When he reached the third floor, he turned right and dashed down the hallway toward his apartment, 3F. He fumbled around in his pocket for the keys. It always happened like this, he had time to reflect. In horror movies, whenever the zombie or vampire was swiftly approaching, there was always a frenzied attempt to locate the right key, to get the car hotwired in time. He finally found the right one and unlocked the door. The air inside was startlingly cool against his sweat-soaked skin. He slammed the door shut, making sure to lock both the bolt lock as well as the padlock, and staggered back a few steps, exhausted, terrified. From outside, he could hear the padded thumping of the burly man's socked feet against the carpet, swiftly approaching.

Suddenly there was a loud banging on the door.

"Open the goddamn door!" the burly man screamed. "I know you got fucking diddle movies in there!"

"Leave me alone, you crazy fuck, or I'm calling the cops!" Greg had never before felt that his voice sounded so feminine, so desperate, as it surely did right now.

The banging continued.

Greg staggered toward the couch, and, not knowing what else to do, sat down. His phone lay where he had left it fifteen or so minutes before, although it felt like it had been much longer. He ran his hands through his hair, gripping it hard in stress and frustration. The banging grew in intensity. Greg leaned down, his head near his knees, and clutched the back of his head. He could feel tears welling up in his eyes.

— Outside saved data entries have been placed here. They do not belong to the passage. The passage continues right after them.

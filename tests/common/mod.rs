//! Shared helpers for integration tests: a throwaway game installation on
//! disk and presentation fakes that record what the game asked of them.

#![allow(dead_code)]

use std::cell::RefCell;
use std::collections::VecDeque;
use std::path::{Path, PathBuf};
use std::rc::Rc;
use std::sync::{Mutex, MutexGuard};

use raylib::prelude::Vector3;

use islandcore::error::GameError;
use islandcore::game::Game;
use islandcore::platform::{
    DebugGui, DebugGuiState, FrameInput, GameWindow, Presentation, Renderer, SceneView,
};
use islandcore::resources::entityregistry::EntityView;
use islandcore::resources::gameconfig::GameConfig;

static GAME_LOCK: Mutex<()> = Mutex::new(());

/// Only one game may live per process; tests that build one hold this.
pub fn lock() -> MutexGuard<'static, ()> {
    GAME_LOCK.lock().unwrap_or_else(|e| e.into_inner())
}

pub const MESHES: &str = r#"{
  "meshes": [
    { "name": "abode", "size": [4, 3, 4], "color": [180, 120, 80] },
    { "name": "tree", "size": [1, 6, 1], "color": [30, 140, 40] },
    { "name": "villager", "size": [0.5, 1.8, 0.5] }
  ]
}"#;

/// Flat `size` x `size` grid at `height`, 10 units per cell.
pub fn flat_land(size: u32, height: f32) -> String {
    let heights = vec![height.to_string(); (size * size) as usize].join(", ");
    format!(
        r#"{{ "width": {size}, "depth": {size}, "cell_size": 10.0, "sea_level": 0.0, "heights": [{heights}] }}"#
    )
}

/// A game installation in a temporary directory.
pub struct Install {
    pub dir: tempfile::TempDir,
}

impl Install {
    /// Installation with a mesh pack and nothing else.
    pub fn new() -> Self {
        let install = Self {
            dir: tempfile::tempdir().expect("tempdir"),
        };
        install.write("Data/AllMeshes.json", MESHES);
        install
    }

    pub fn path(&self) -> &Path {
        self.dir.path()
    }

    pub fn write(&self, path: &str, contents: &str) -> &Self {
        let full = self.dir.path().join(path);
        std::fs::create_dir_all(full.parent().expect("parent")).expect("create dirs");
        std::fs::write(full, contents).expect("write file");
        self
    }

    /// Writes `Land{n}` with a flat terrain at `height` and the given script.
    pub fn land(&self, n: u32, height: f32, script: &str) -> &Self {
        self.write(&format!("Data/Landscape/Land{n}.json"), &flat_land(8, height));
        self.write(&format!("Scripts/Land{n}.lua"), script)
    }

    pub fn config(&self) -> GameConfig {
        GameConfig {
            game_path: self.path().to_path_buf(),
            config_path: self.path().join("config.ini"),
            day_length_seconds: 240.0,
            start_hour: 12.0,
            ..GameConfig::new()
        }
    }
}

/// What the fakes saw, shared with the test body.
#[derive(Default)]
pub struct Recorder {
    pub events: Vec<String>,
    /// Entities handed to the renderer, one entry per rendered frame.
    pub frames: Vec<Vec<EntityView>>,
    /// Whether a terrain was present in each rendered frame.
    pub land_present: Vec<bool>,
    pub times_of_day: Vec<f32>,
    pub camera_focus: Vec<Vector3>,
    pub gui_states: Vec<DebugGuiState>,
}

pub type Shared = Rc<RefCell<Recorder>>;

pub struct FakeWindow {
    pub recorder: Shared,
    pub inputs: VecDeque<FrameInput>,
    pub dt: f32,
}

impl GameWindow for FakeWindow {
    fn poll_events(&mut self) -> FrameInput {
        self.recorder.borrow_mut().events.push("poll".into());
        self.inputs.pop_front().unwrap_or(FrameInput {
            dt: self.dt,
            ..FrameInput::default()
        })
    }

    fn size(&self) -> (i32, i32) {
        (800, 600)
    }

    fn close(&mut self) {
        self.recorder.borrow_mut().events.push("window closed".into());
    }
}

pub struct FakeRenderer {
    pub recorder: Shared,
    pub fail_at: Option<usize>,
    /// File whose presence is recorded when the renderer shuts down.
    pub watch: Option<PathBuf>,
}

impl Renderer for FakeRenderer {
    fn render(&mut self, scene: &SceneView<'_>) -> Result<(), GameError> {
        let mut rec = self.recorder.borrow_mut();
        if self.fail_at == Some(rec.frames.len()) {
            return Err(GameError::Window("device lost".into()));
        }
        rec.events.push("render".into());
        rec.frames.push(scene.entities.to_vec());
        rec.land_present.push(scene.land.is_some());
        rec.times_of_day.push(scene.time_of_day);
        rec.camera_focus.push(scene.camera.focus);
        Ok(())
    }

    fn shutdown(&mut self) {
        let mut rec = self.recorder.borrow_mut();
        if let Some(path) = &self.watch {
            rec.events.push(format!("watched file present: {}", path.exists()));
        }
        rec.events.push("renderer shutdown".into());
    }
}

pub type GuiAction = Box<dyn FnMut(&mut DebugGuiState)>;

pub struct FakeGui {
    pub recorder: Shared,
    /// One action per frame, in order; frames beyond the list do nothing.
    pub actions: VecDeque<GuiAction>,
}

impl DebugGui for FakeGui {
    fn run(&mut self, state: &mut DebugGuiState) {
        if let Some(mut action) = self.actions.pop_front() {
            action(state);
        }
        let mut rec = self.recorder.borrow_mut();
        rec.events.push("gui".into());
        rec.gui_states.push(state.clone());
    }
}

/// Presentation fakes and the recorder they share.
pub struct Fakes {
    pub recorder: Shared,
    pub inputs: Vec<FrameInput>,
    pub gui_actions: Vec<GuiAction>,
    pub fail_render_at: Option<usize>,
    pub watch: Option<PathBuf>,
    pub dt: f32,
}

impl Fakes {
    pub fn new() -> Self {
        Self {
            recorder: Rc::new(RefCell::new(Recorder::default())),
            inputs: Vec::new(),
            gui_actions: Vec::new(),
            fail_render_at: None,
            watch: None,
            dt: 0.1,
        }
    }

    pub fn presentation(self) -> Presentation {
        Presentation::new(
            FakeWindow {
                recorder: self.recorder.clone(),
                inputs: self.inputs.into(),
                dt: self.dt,
            },
            FakeRenderer {
                recorder: self.recorder.clone(),
                fail_at: self.fail_render_at,
                watch: self.watch,
            },
            FakeGui {
                recorder: self.recorder,
                actions: self.gui_actions.into(),
            },
        )
    }
}

/// Builds a game on `install` with default fakes. Returns the recorder too.
pub fn start(install: &Install) -> Result<(Game, Shared), GameError> {
    start_with(install, Fakes::new())
}

pub fn start_with(install: &Install, fakes: Fakes) -> Result<(Game, Shared), GameError> {
    let recorder = fakes.recorder.clone();
    let game = Game::new(install.config(), move |_| Ok(fakes.presentation()))?;
    Ok((game, recorder))
}

pub fn input(dt: f32) -> FrameInput {
    FrameInput {
        dt,
        ..FrameInput::default()
    }
}

pub fn quit_input() -> FrameInput {
    FrameInput {
        dt: 0.1,
        quit_requested: true,
        ..FrameInput::default()
    }
}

Suddenly, he heard another voice from outside his apartment, and the banging abruptly ceased.

"What the fuck is going on out here?" the voice asked. It was a male voice, but with a slightly lilting, yet firm, tone. "It's after four in the morning. People are trying to sleep. Do you mind telling me what the hell you're out here doing — in a trenchcoat and a pair of swim trunks, no less — banging around, running down the hall?"

"You know what I think?" the burly man said. "I think you should just go back inside and mind your own goddamn business, that's what I think."

"Well, when you stand outside my apartment in the middle of the night screaming like a loon and pounding on people's doors, that kind of makes it my business, doesn't it?"

"Fuck you, you little — "

There was an audible click. Greg had seen enough Tarantino movies to know what that was.

"Now how about I tell you what I think?" the softer voice said. "I think you should turn around right the fuck now, and walk your flasher-looking ass right on out of here, and if I ever see your ugly bearded mug in here again, I'll tell you what, I'm gonna blow your fucking balls off, you understand me?"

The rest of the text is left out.